- WHAT YOU SHOULD DO
Will you write out all the entries below exactly?
------------------------------------------------------------------------
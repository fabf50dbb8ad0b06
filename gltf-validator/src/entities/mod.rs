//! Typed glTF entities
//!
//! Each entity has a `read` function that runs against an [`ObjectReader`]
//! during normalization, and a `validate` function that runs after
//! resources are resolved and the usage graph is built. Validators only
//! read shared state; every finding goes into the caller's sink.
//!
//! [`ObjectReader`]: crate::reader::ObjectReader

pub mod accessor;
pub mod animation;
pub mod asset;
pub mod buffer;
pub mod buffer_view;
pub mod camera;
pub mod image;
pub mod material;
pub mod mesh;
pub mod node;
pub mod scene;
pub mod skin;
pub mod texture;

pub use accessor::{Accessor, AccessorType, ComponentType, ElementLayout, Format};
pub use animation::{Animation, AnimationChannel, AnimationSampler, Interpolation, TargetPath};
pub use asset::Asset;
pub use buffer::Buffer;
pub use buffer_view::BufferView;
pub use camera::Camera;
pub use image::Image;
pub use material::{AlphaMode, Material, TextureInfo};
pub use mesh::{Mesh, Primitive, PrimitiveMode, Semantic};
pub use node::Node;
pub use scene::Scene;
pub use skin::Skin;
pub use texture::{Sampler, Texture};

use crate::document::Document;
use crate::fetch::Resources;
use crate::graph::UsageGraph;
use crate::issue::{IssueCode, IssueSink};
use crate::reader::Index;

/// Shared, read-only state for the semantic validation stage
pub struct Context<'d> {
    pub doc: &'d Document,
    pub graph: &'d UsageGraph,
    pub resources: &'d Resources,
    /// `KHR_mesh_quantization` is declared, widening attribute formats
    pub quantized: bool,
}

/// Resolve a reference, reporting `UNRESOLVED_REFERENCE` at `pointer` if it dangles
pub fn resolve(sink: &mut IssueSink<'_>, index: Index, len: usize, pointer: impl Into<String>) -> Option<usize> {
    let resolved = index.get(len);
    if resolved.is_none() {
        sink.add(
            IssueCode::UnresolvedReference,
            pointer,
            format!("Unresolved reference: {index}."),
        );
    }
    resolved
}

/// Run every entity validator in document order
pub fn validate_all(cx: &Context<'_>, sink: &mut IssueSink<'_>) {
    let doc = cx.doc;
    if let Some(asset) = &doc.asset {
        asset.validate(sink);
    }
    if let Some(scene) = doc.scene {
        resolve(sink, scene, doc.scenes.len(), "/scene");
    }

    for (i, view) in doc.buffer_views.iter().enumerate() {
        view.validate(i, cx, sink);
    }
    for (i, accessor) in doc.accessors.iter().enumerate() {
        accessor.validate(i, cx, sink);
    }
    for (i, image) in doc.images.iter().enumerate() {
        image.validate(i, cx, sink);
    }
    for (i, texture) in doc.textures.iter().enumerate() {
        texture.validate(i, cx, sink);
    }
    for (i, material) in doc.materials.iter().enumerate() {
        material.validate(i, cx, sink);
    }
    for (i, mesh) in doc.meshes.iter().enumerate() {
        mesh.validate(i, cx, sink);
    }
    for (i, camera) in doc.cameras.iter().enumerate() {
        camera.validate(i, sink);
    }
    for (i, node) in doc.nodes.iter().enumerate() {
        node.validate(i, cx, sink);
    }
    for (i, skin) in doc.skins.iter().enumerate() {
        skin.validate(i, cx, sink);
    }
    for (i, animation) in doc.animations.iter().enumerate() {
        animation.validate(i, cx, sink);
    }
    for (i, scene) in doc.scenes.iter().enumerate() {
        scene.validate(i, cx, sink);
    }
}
------------------------------------------------------------------------
- TASK RESPONSE
repository fabf50dbb8ad0b06
filename gltf-validator/src/entities/mod.rs
//! Typed glTF entities
//!
//! Each entity has a `read` function that runs against an [`ObjectReader`]
//! during normalization, and a `validate` function that runs after
//! resources are resolved and the usage graph is built. Validators only
//! read shared state; every finding goes into the caller's sink.
//!
//! [`ObjectReader`]: crate::reader::ObjectReader

pub mod accessor;
pub mod animation;
pub mod asset;
pub mod buffer;
pub mod buffer_view;
pub mod camera;
pub mod image;
pub mod material;
pub mod mesh;
pub mod node;
pub mod scene;
pub mod skin;
pub mod texture;

pub use accessor::{Accessor, AccessorType, ComponentType, ElementLayout, Format};
pub use animation::{Animation, AnimationChannel, AnimationSampler, Interpolation, TargetPath};
pub use asset::Asset;
pub use buffer::Buffer;
pub use buffer_view::BufferView;
pub use camera::Camera;
pub use image::Image;
pub use material::{AlphaMode, Material, TextureInfo};
pub use mesh::{Mesh, Primitive, PrimitiveMode, Semantic};
pub use node::Node;
pub use scene::Scene;
pub use skin::Skin;
pub use texture::{Sampler, Texture};

use crate::document::Document;
use crate::fetch::Resources;
use crate::graph::UsageGraph;
use crate::issue::{IssueCode, IssueSink};
use crate::reader::Index;

/// Shared, read-only state for the semantic validation stage
pub struct Context<'d> {
    pub doc: &'d Document,
    pub graph: &'d UsageGraph,
    pub resources: &'d Resources,
    /// `KHR_mesh_quantization` is declared, widening attribute formats
    pub quantized: bool,
}

/// Resolve a reference, reporting `UNRESOLVED_REFERENCE` at `pointer` if it dangles
pub fn resolve(sink: &mut IssueSink<'_>, index: Index, len: usize, pointer: impl Into<String>) -> Option<usize> {
    let resolved = index.get(len);
    if resolved.is_none() {
        sink.add(
            IssueCode::UnresolvedReference,
            pointer,
            format!("Unresolved reference: {index}."),
        );
    }
    resolved
}

/// Run every entity validator in document order
pub fn validate_all(cx: &Context<'_>, sink: &mut IssueSink<'_>) {
    let doc = cx.doc;
    if let Some(asset) = &doc.asset {
        asset.validate(sink);
    }
    if let Some(scene) = doc.scene {
        resolve(sink, scene, doc.scenes.len(), "/scene");
    }

    for (i, view) in doc.buffer_views.iter().enumerate() {
        view.validate(i, cx, sink);
    }
    for (i, accessor) in doc.accessors.iter().enumerate() {
        accessor.validate(i, cx, sink);
    }
    for (i, image) in doc.images.iter().enumerate() {
        image.validate(i, cx, sink);
    }
    for (i, texture) in doc.textures.iter().enumerate() {
        texture.validate(i, cx, sink);
    }
    for (i, material) in doc.materials.iter().enumerate() {
        material.validate(i, cx, sink);
    }
    for (i, mesh) in doc.meshes.iter().enumerate() {
        mesh.validate(i, cx, sink);
    }
    for (i, camera) in doc.cameras.iter().enumerate() {
        camera.validate(i, sink);
    }
    for (i, node) in doc.nodes.iter().enumerate() {
        node.validate(i, cx, sink);
    }
    for (i, skin) in doc.skins.iter().enumerate() {
        skin.validate(i, cx, sink);
    }
    for (i, animation) in doc.animations.iter().enumerate() {
        animation.validate(i, cx, sink);
    }
    for (i, scene) in doc.scenes.iter().enumerate() {
        scene.validate(i, cx, sink);
    }
}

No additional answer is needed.